Font Paulus ex rel. P.F.V. v. Vittini Cordero, 2012 WL 2524772 (M.D.Pa.) [Dominican Republic] [Well Settled in New Environment] [Wishes of the Child]

      In Font Paulus ex rel. P.F.V. v. Vittini Cordero, 2012 WL 2524772 (M.D.Pa.) Alberto Eugenio Font filed a Verified Petition for Return in which he alleged that  P.F.V.'s mother, Respondent Ana Virginia Vittini Cordero, wrongfully retained P.F.V. in the United States without his permission. He sought the return of his child P.F.V. to the Dominican Republic where the Petitioner and his daughter were citizens.

       The Court observed that it must first determine when an alleged wrongful removal or retention occurred so that it could establish the relevant date of the child's habitual residence. ( Karkkainen, 445 F.3d at 290). Wrongful removal refers to the
noncustodial parent's physical taking of the child out of the country. Baxter v. Baxter, 423 F.3d 363, 369 (3d Cir.2005). Thus, a noncustodial parent may remove a child from the country with permission, but then wrongfully retain the child outside the country. The assertion in this matter was not that P.F.V. was wrongfully removed to the United States, but that she was unlawfully retained here by her mother.

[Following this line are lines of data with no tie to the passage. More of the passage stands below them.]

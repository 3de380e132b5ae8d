//! Keyboard input model and global listener registration.
//!
//! Key events carry both the logical key (what was typed) and the physical
//! key code (where it sits on the keyboard). Shortcuts match on the code.

pub mod keys;
pub mod listeners;

pub use keys::{Chord, Key, KeyCode, KeyEvent, SHIFT_SPACE};
pub use listeners::{KeyDisposition, KeyListener, KeyboardHub, Subscription};
//! One-shot intro overlay shown at startup.
//!
//! Any key dismisses it except Shift combined with something other than
//! Space. The first dismissing key starts the hide transition and latches;
//! the dismissal callback runs once, `delay` later.

use std::time::{Duration, Instant};

use crate::input::{KeyCode, KeyDisposition, KeyEvent, KeyListener};

/// Delay between the dismissing key and the dismissal callback (500ms).
pub const DEFAULT_DISMISS_DELAY: Duration = Duration::from_millis(500);

pub const TITLE: &str = "Press ⇧ shift + space to begin";
pub const SUBTITLE: &str = "Press any key to dismiss";

#[derive(Debug, Clone, Copy, PartialEq, Eq)]
pub enum IntroPhase {
    Showing,
    /// Hide transition running; dismissal fires at the stored instant.
    Hiding { dismiss_at: Instant },
    Dismissed,
}

impl IntroPhase {
    /// Overlay opacity target: opaque only while showing.
    pub fn opacity(self) -> f32 {
        match self {
            IntroPhase::Showing => 1.0,
            _ => 0.0,
        }
    }

    /// Whether the overlay still captures pointer input.
    pub fn is_interactive(self) -> bool {
        self == IntroPhase::Showing
    }
}

pub struct IntroGate {
    phase: IntroPhase,
    delay: Duration,
    on_dismiss: Option<Box<dyn FnMut()>>,
}

impl Default for IntroGate {
    fn default() -> Self {
        Self::new(DEFAULT_DISMISS_DELAY)
    }
}

impl IntroGate {
    pub fn new(delay: Duration) -> Self {
        Self {
            phase: IntroPhase::Showing,
            delay,
            on_dismiss: None,
        }
    }

    pub fn with_on_dismiss(mut self, on_dismiss: impl FnMut() + 'static) -> Self {
        self.on_dismiss = Some(Box::new(on_dismiss));
        self
    }

    pub fn phase(&self) -> IntroPhase {
        self.phase
    }

    pub fn is_dismissed(&self) -> bool {
        self.phase == IntroPhase::Dismissed
    }

    /// Shift held with anything but Space keeps the overlay up.
    pub fn dismisses(event: &KeyEvent) -> bool {
        !(event.shift && event.code != KeyCode::Space)
    }

    /// Fire the dismissal once its delay has passed. Returns true on that tick.
    pub fn tick(&mut self, now: Instant) -> bool {
        let IntroPhase::Hiding { dismiss_at } = self.phase else {
            return false;
        };
        if now < dismiss_at {
            return false;
        }

        self.phase = IntroPhase::Dismissed;
        tracing::info!("Intro dismissed");
        if let Some(on_dismiss) = self.on_dismiss.as_mut() {
            on_dismiss();
        }
        true
    }

    pub fn next_deadline(&self) -> Option<Instant> {
        match self.phase {
            IntroPhase::Hiding { dismiss_at } => Some(dismiss_at),
            _ => None,
        }
    }
}

impl KeyListener for IntroGate {
    fn on_key_down(&mut self, event: &KeyEvent, now: Instant) -> KeyDisposition {
        if !Self::dismisses(event) {
            return KeyDisposition::Ignored;
        }

        match self.phase {
            IntroPhase::Showing => {
                self.phase = IntroPhase::Hiding {
                    dismiss_at: now + self.delay,
                };
                tracing::debug!("Intro hiding after {:?}", event.code);
                KeyDisposition::PreventDefault
            }
            // Latched: swallow the key without scheduling again.
            IntroPhase::Hiding { .. } => KeyDisposition::PreventDefault,
            IntroPhase::Dismissed => KeyDisposition::Ignored,
        }
    }
}
//! Search input state: text, focus/expansion, and Enter submission.
//!
//! The bar is either `Blurred` or `Focused`. A mousedown inside a focused bar
//! arms a one-shot flag that swallows the next blur, so clicking the bar's own
//! controls does not collapse it.

use std::time::{Duration, Instant};

use crate::input::{Key, KeyEvent};
use crate::ui::hint::{DictationHint, DEFAULT_HINT_DURATION};

/// Placeholder when none is configured.
pub const DEFAULT_PLACEHOLDER: &str = "Ask ChatGPT";

/// Bar width while focused, in logical pixels (37.5rem).
pub const EXPANDED_WIDTH: f32 = 600.0;

/// Bar width while blurred, in logical pixels (18.75rem).
pub const COLLAPSED_WIDTH: f32 = 300.0;

/// Callback receiving the submitted text.
pub type SubmitCallback = Box<dyn FnMut(&str)>;

#[derive(Debug, Clone, Copy, PartialEq, Eq, Default)]
pub enum FocusState {
    #[default]
    Blurred,
    Focused,
}

impl FocusState {
    pub fn is_focused(self) -> bool {
        self == FocusState::Focused
    }

    /// Bar width for this state.
    pub fn width(self) -> f32 {
        match self {
            FocusState::Focused => EXPANDED_WIDTH,
            FocusState::Blurred => COLLAPSED_WIDTH,
        }
    }

    /// Opacity of the arrow and microphone accessories.
    pub fn accessory_opacity(self) -> f32 {
        match self {
            FocusState::Focused => 1.0,
            FocusState::Blurred => 0.7,
        }
    }
}

/// A single search input widget's state.
pub struct SearchBar {
    state: FocusState,
    text: String,
    placeholder: String,
    mouse_down_on_bar: bool,
    should_focus: bool,
    on_enter: Option<SubmitCallback>,
    hint: DictationHint,
}

impl Default for SearchBar {
    fn default() -> Self {
        Self::new(DEFAULT_PLACEHOLDER)
    }
}

impl SearchBar {
    pub fn new(placeholder: impl Into<String>) -> Self {
        Self {
            state: FocusState::Blurred,
            text: String::new(),
            placeholder: placeholder.into(),
            mouse_down_on_bar: false,
            should_focus: false,
            on_enter: None,
            hint: DictationHint::for_current_platform(DEFAULT_HINT_DURATION),
        }
    }

    pub fn with_on_enter(mut self, on_enter: impl FnMut(&str) + 'static) -> Self {
        self.on_enter = Some(Box::new(on_enter));
        self
    }

    pub fn with_hint(mut self, hint: DictationHint) -> Self {
        self.hint = hint;
        self
    }

    pub fn with_hint_duration(mut self, duration: Duration) -> Self {
        self.hint = DictationHint::for_current_platform(duration);
        self
    }

    pub fn state(&self) -> FocusState {
        self.state
    }

    pub fn is_focused(&self) -> bool {
        self.state.is_focused()
    }

    pub fn text(&self) -> &str {
        &self.text
    }

    pub fn placeholder(&self) -> &str {
        &self.placeholder
    }

    pub fn width(&self) -> f32 {
        self.state.width()
    }

    pub fn hint(&self) -> &DictationHint {
        &self.hint
    }

    pub fn on_focus(&mut self) {
        if self.state != FocusState::Focused {
            tracing::debug!("Search bar focused");
        }
        self.state = FocusState::Focused;
    }

    /// Blur, unless a mousedown inside the bar is still unconsumed.
    pub fn on_blur(&mut self) {
        if self.mouse_down_on_bar {
            tracing::debug!("Blur suppressed by mousedown inside the bar");
        } else {
            self.state = FocusState::Blurred;
        }
        self.mouse_down_on_bar = false;
    }

    /// Force the bar blurred and drop any pending mousedown. Used when the
    /// container hides, which is not a user blur and must not be suppressed.
    pub fn reset_focus(&mut self) {
        if self.is_focused() {
            tracing::debug!("Search bar focus reset");
        }
        self.state = FocusState::Blurred;
        self.mouse_down_on_bar = false;
    }

    /// Mousedown inside the bar. Returns true when the press must not move
    /// focus (the bar was focused and keeps it).
    pub fn on_mouse_down(&mut self) -> bool {
        if self.is_focused() {
            self.mouse_down_on_bar = true;
            true
        } else {
            false
        }
    }

    pub fn on_text_change(&mut self, value: impl Into<String>) {
        self.text = value.into();
    }

    /// Handle a keydown on the input. Returns true if the text was submitted.
    ///
    /// Only a fresh Enter submits; held-key repeats and other keys do nothing.
    pub fn on_key_down(&mut self, event: &KeyEvent) -> bool {
        if event.key != Key::Enter || event.repeat {
            return false;
        }
        let Some(on_enter) = self.on_enter.as_mut() else {
            return false;
        };

        tracing::debug!("Search bar submitted {} chars", self.text.len());
        on_enter(&self.text);
        true
    }

    /// Feed the container's focus signal. Returns true when the widget must be
    /// focused programmatically, which only happens on a false -> true edge
    /// while blurred.
    pub fn set_should_focus(&mut self, should_focus: bool) -> bool {
        let rising = should_focus && !self.should_focus;
        self.should_focus = should_focus;

        if rising && !self.is_focused() {
            self.on_focus();
            true
        } else {
            false
        }
    }

    pub fn on_mic_click(&mut self, now: Instant) {
        self.hint.show(now);
    }

    pub fn tick(&mut self, now: Instant) {
        self.hint.tick(now);
    }

    pub fn next_deadline(&self) -> Option<Instant> {
        self.hint.next_deadline()
    }
}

       The Court observed that in determining the date of a wrongful retention, the Third Circuit Court of Appeals  held that it "does not begin until the noncustodial parent...clearly communicates her desire to regain custody and asserts her parental right to have [her child] live with her." Karkkainen, 445 F.3d at 290.  Here, it appeared that the wrongful retention occurred on July 8, 2010. Mr. Font Paulus signed an agreement limiting the period in which his former spouse could keep his daughter outside of her home country. That agreement specifically stated that she would be "returning to [Santo Domingo] on July 8, 2010." Therefore, the wrongful retention occurred when Ms. Vittini Cordero did not return P.F.V. to the Dominican Republic on that date: July 8, 2010.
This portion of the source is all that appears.